Indicates this node's slave replication offset.

Number

This measure will report a value only if the Role measure reports the value Slave. The value of this measure should be lower than the value of the Master replication offset measure for partial synchronization to occur.

Is replication backlog active?

Indicates whether/not the replication backlog is active on this node.

The numeric values that correspond to these measure values are discussed in the table below:

Measure Value	Numeric Value
Yes	1
No	0

Note:

This measure reports the Measure Values listed in the table above to indicate whether/not the replication backlog is active. However, in the graph, this measure is indicated using the Numeric Values listed in the table above.

Replication backlog first byte offset

Indicates the master offset of the replication backlog buffer on this node.

Number

Replication backlog size limit

Indicates the size of the replication backlog buffer on this node.

Number

Replication backlog history length

Indicates the size in bytes of the data in the replication backlog buffer on this node.

Number

If the value of this measure is close to the value of the Replication backlog size limit, it implies that the backlog is fast running out of space to accommodate the replication streams.

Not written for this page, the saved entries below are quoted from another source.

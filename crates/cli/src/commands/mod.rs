//! CLI command implementations

pub mod disk;
pub mod normalize;
pub mod power;
pub mod summary;
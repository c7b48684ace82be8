//! wearwatch - disk-wear experiment runner
//!
//! Runs one experiment end to end: supervises the workload and its
//! telemetry collectors, normalizes the collected data, writes the summary
//! and exits with the run's exit code.

use anyhow::{Context, Result};
use runner_lib::{
    report::RunExit, ComponentStatus, Experiment, Normalizer, RunMetrics, RunnerError,
    StructuredLogger, SummaryReporter,
};
use std::collections::HashSet;
use tokio::sync::broadcast;
use tracing::{error, info, warn};
use tracing_subscriber::{fmt, prelude::*, EnvFilter};

mod config;

const RUNNER_VERSION: &str = env!("CARGO_PKG_VERSION");
const SUMMARY_FILE: &str = "summary.json";
const METRICS_FILE: &str = "metrics.prom";

#[tokio::main]
async fn main() {
    // Initialize tracing with JSON output and env filter
    tracing_subscriber::registry()
        .with(EnvFilter::try_from_default_env().unwrap_or_else(|_| EnvFilter::new("info")))
        .with(fmt::layer().json())
        .init();

    let exit = match run().await {
        Ok(exit) => exit,
        Err(e) => {
            error!(error = format!("{:#}", e), "Run aborted");
            exit_for_error(&e)
        }
    };
    std::process::exit(exit.code());
}

/// Workload spawn failures are start failures; anything else that aborts
/// the run happens before it starts and is a configuration problem.
fn exit_for_error(err: &anyhow::Error) -> RunExit {
    match err.downcast_ref::<RunnerError>() {
        Some(RunnerError::ProcessSpawn { .. }) => RunExit::StartFailure,
        _ => RunExit::ConfigError,
    }
}

async fn run() -> Result<RunExit> {
    let path = config::config_path(std::env::args().nth(1));
    let config = config::load(&path)?;
    info!(config = %path.display(), log_dir = %config.log_dir.display(), "Experiment configured");

    let host = std::env::var("HOSTNAME").unwrap_or_else(|_| "unknown".to_string());
    let logger = StructuredLogger::new(host);
    let metrics = RunMetrics::new();

    let (shutdown_tx, shutdown_rx) = broadcast::channel(1);
    tokio::spawn(async move {
        wait_for_signal().await;
        let _ = shutdown_tx.send(());
    });

    let outcome = Experiment::new(&config)
        .with_logger(logger.clone())
        .run(shutdown_rx)
        .await
        .context("experiment could not be run")?;

    let reports = Normalizer::from_config(&config, outcome.window())
        .context("failed to set up metric sources")?
        .run()
        .await;
    let summary = SummaryReporter::build(&outcome, &reports);

    let mut flagged = HashSet::new();
    for source in summary.sources.iter().filter(|s| s.status != ComponentStatus::Healthy) {
        if flagged.insert(source.source.as_str()) {
            logger.log_source_degraded(&source.source, source.reason.as_deref().unwrap_or("unknown"));
        }
    }

    println!("{}", summary.render_text());

    let summary_path = config.log_dir.join(SUMMARY_FILE);
    if let Err(e) = summary.write_json(&summary_path) {
        warn!(path = %summary_path.display(), error = %e, "Failed to write summary");
    }
    let metrics_path = config.log_dir.join(METRICS_FILE);
    if let Err(e) = metrics.write_textfile(&metrics_path) {
        warn!(path = %metrics_path.display(), error = %e, "Failed to write metrics textfile");
    }

    logger.log_summary(summary.warning_count, summary.exit_code, summary.duration_seconds);
    info!(version = RUNNER_VERSION, exit_code = summary.exit_code, "Experiment finished");
    Ok(summary.exit)
}

/// Resolves on SIGINT or SIGTERM
async fn wait_for_signal() {
    use tokio::signal::unix::{signal, SignalKind};

    let mut terminate = match signal(SignalKind::terminate()) {
        Ok(stream) => stream,
        Err(e) => {
            warn!(error = %e, "Cannot listen for SIGTERM");
            let _ = tokio::signal::ctrl_c().await;
            return;
        }
    };

    tokio::select! {
        _ = tokio::signal::ctrl_c() => info!("SIGINT received"),
        _ = terminate.recv() => info!("SIGTERM received"),
    }
}
/// How power samples are turned into energy
#[derive(Debug, Clone, Copy, PartialEq, Eq, Serialize, Deserialize)]
#[serde(rename_all = "snake_case")]
pub enum IntegrationMode {
    /// Every sample covers the configured sampling interval
    FixedInterval,
    /// Every sample covers the time since the previous sample
    TimestampDelta,
}

/// External wattmeter API
#[derive(Debug, Clone, Serialize, Deserialize)]
pub struct WattmeterConfig {
    pub endpoint: String,
    pub job_id: String,
    #[serde(default = "default_wattmeter_metric")]
    pub metric: String,
    /// Query window; the run's own start and end are used when unset
    #[serde(default)]
    pub start_time: Option<DateTime<Utc>>,
    #[serde(default)]
    pub end_time: Option<DateTime<Utc>>,
    #[serde(default = "default_wattmeter_interval")]
    pub sample_interval_secs: f64,
    #[serde(default = "default_max_attempts")]
    pub max_attempts: u32,
    #[serde(default = "default_initial_backoff_ms")]
    pub initial_backoff_ms: u64,
    #[serde(default = "default_max_backoff_ms")]
    pub max_backoff_ms: u64,
    #[serde(default = "default_timeout_secs")]
    pub timeout_secs: u64,
    /// File name inside `log_dir` for the raw response
    #[serde(default = "default_wattmeter_file")]
    pub response_file: String,
}

fn default_wattmeter_metric() -> String {
    "wattmetre_power_watt".to_string()
}

fn default_wattmeter_interval() -> f64 {
    0.01
}

fn default_max_attempts() -> u32 {
    3
}

fn default_initial_backoff_ms() -> u64 {
    1000
}

fn default_max_backoff_ms() -> u64 {
    30_000
}

fn default_timeout_secs() -> u64 {
    30
}

fn default_wattmeter_file() -> String {
    "wattmeter.json".to_string()
}

impl WattmeterConfig {
    pub fn new(endpoint: impl Into<String>, job_id: impl Into<String>) -> Self {
        Self {
            endpoint: endpoint.into(),
            job_id: job_id.into(),
            metric: default_wattmeter_metric(),
            start_time: None,
            end_time: None,
            sample_interval_secs: default_wattmeter_interval(),
            max_attempts: default_max_attempts(),
            initial_backoff_ms: default_initial_backoff_ms(),
            max_backoff_ms: default_max_backoff_ms(),
            timeout_secs: default_timeout_secs(),
            response_file: default_wattmeter_file(),
        }
    }

    pub fn sample_interval(&self) -> Duration {
        Duration::from_secs_f64(self.sample_interval_secs)
    }

    pub fn initial_backoff(&self) -> Duration {
        Duration::from_millis(self.initial_backoff_ms)
    }

    pub fn max_backoff(&self) -> Duration {
        Duration::from_millis(self.max_backoff_ms)
    }

    pub fn timeout(&self) -> Duration {
        Duration::from_secs(self.timeout_secs)
    }
}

You may want to increase the size of the replication backlog to avoid this.

Replication offset lag

Indicates the difference between master replication offset and slave replication offset.

Number

This measure will report a value only if the Role measure reports the value Slave. The value of this measure helps to identify the replication delay between the master and this slave. The value of this measure should not be greater than 0. By default, this measure will report if the number is greater than zero. You can change this default setting by modifying the thresholds of the Replication offset lag measure using the eG admin interface.

The value of this measure helps to identify the replication delay between the master and this slave. If the number is big, partial data loss can happen in case of abnormal master shutdown. But in production environments, occurrence of occasional spikes in lag due to load is normal and are tolerable. However, regular spikes in replication lag is a cause for concern. In such cases, setting static threshold values can be extremely laborious and nearly impossible. Hence, it is advisable to configure an automatic threshold for this measure where eG make use of historical data to compute an auto baseline and trigger alert based on that.

Replication lag time

Indicates time difference of execution between the primary/master against the standby/slave node, ie. the time that the replica's state is lagging behind the state of the primary instance.

Seconds

This measure will report a value only if the Role measure reports the value Slave.This measure is reported if the replication lag time is higher than the time configured in Allowed Replication Time Lag Limit.

A high replication lag can be due to bad queries being replicated such as lack of primary keys or bad indexes, a poor network hardware or malfunctioning network card, a distant location between different regions or zones, or some processes such as physical backups running can cause your Redis database to delay applying the current replicated transaction.

Slaves with replication problem

Indicates the number of slaves experiencing replication problems on this node.

Number

This measure will report a value only if the Role measure reports the value Master. This measure indicates the number of slaves of the target master node that experiences any replication lag or any other issues. Compare the value of this measure across all the slaves to find out the slave with maximum replication lag.

The detailed diagnosis of this measure lists Name, IP Address, Port Number, State, Offset(number), and Lag(secs) of the connected slaves.